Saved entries
===============
use std::net::SocketAddr;
use std::sync::Arc;
use dotenv::dotenv;
use tokio::net::TcpListener;
use tower_http::cors::{CorsLayer, Any};
use tower_http::trace::{self, TraceLayer};
use tracing::{Level, info, warn};
use tracing_subscriber::{layer::SubscriberExt, util::SubscriberInitExt};

mod router;

use appointment_cell::ClinicService;
use shared_config::AppConfig;
use shared_database::{ClinicStore, InMemoryStore, SupabaseStore};

#[tokio::main]
async fn main() -> anyhow::Result<()> {
    // Loading Env Vars
    dotenv().ok();

    // Initialize tracing
    tracing_subscriber::registry()
        .with(tracing_subscriber::EnvFilter::new(
            std::env::var("RUST_LOG").unwrap_or_else(|_| "info,tower_http=debug".into()),
        ))
        .with(tracing_subscriber::fmt::layer())
        .init();

    info!("Starting clinic booking API server");

    // Load configuration
    let config = AppConfig::from_env();

    let store: Arc<dyn ClinicStore> = if config.is_configured() {
        info!("Using Supabase store at {}", config.supabase_url);
        Arc::new(SupabaseStore::new(&config))
    } else {
        warn!("Supabase is not configured, records will only live in memory");
        Arc::new(InMemoryStore::new())
    };

    // Create shared state
    let service = Arc::new(ClinicService::from_config(&config, store));

    // Set up CORS
    let cors = CorsLayer::new()
        .allow_origin(Any)
        .allow_methods(Any)
        .allow_headers(Any);

    // Build the application router
    let app = router::create_router(Arc::clone(&service))
        .layer(
            TraceLayer::new_for_http()
                .make_span_with(trace::DefaultMakeSpan::new()
                    .level(Level::INFO))
                .on_response(trace::DefaultOnResponse::new()
                    .level(Level::INFO)),
        )
        .layer(cors);

    // Run the server
    let addr = SocketAddr::from(([0, 0, 0, 0], config.server_port));
    info!("Listening on {}", addr);

    let listener = TcpListener::bind(addr).await?;
    axum::serve(listener, app)
        .with_graceful_shutdown(shutdown_signal())
        .await?;

    let report = service.shutdown().await;
    if report.drained {
        info!("Batch pool drained");
    } else {
        warn!("Batch pool aborted {} workers after the grace period", report.aborted_workers);
    }

    Ok(())
}

async fn shutdown_signal() {
    if let Err(e) = tokio::signal::ctrl_c().await {
        warn!("Failed to listen for shutdown signal: {}", e);
        std::future::pending::<()>().await;
    }
    info!("Shutdown signal received");
}
// libs/appointment-cell/src/router.rs
use std::sync::Arc;

use axum::{
    Router,
    routing::{get, post},
};

use crate::handlers;
use crate::services::ClinicService;

pub fn appointment_routes(service: Arc<ClinicService>) -> Router {
    Router::new()
        // Writes, serialized by the booking coordinator
        .route("/", post(handlers::book_appointment))
        .route("/{appointment_id}/cancel", post(handlers::cancel_appointment))

        // Cached listings
        .route("/patients/{patient_id}", get(handlers::get_patient_appointments))
        .route("/patients/{patient_id}/history", get(handlers::get_patient_history))
        .route("/doctors/{doctor_id}", get(handlers::get_doctor_appointments))

        // Direct store lookups
        .route("/availability", get(handlers::check_doctor_availability))
        .route("/batch/prefetch", post(handlers::prefetch_appointments))
        .route("/batch/availability", post(handlers::check_batch_availability))

        .with_state(service)
}

pub fn doctor_routes(service: Arc<ClinicService>) -> Router {
    Router::new()
        .route("/", get(handlers::list_doctors))
        .with_state(service)
}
===============
## WHAT THIS TASK INVOLVES
Those lines of the records that contain the string "await" should be identified and copied.

## ANSWER BOX
    let listener = TcpListener::bind(addr).await?;
        .await?;
    let report = service.shutdown().await;
    if let Err(e) = tokio::signal::ctrl_c().await {
        std::future::pending::<()>().await;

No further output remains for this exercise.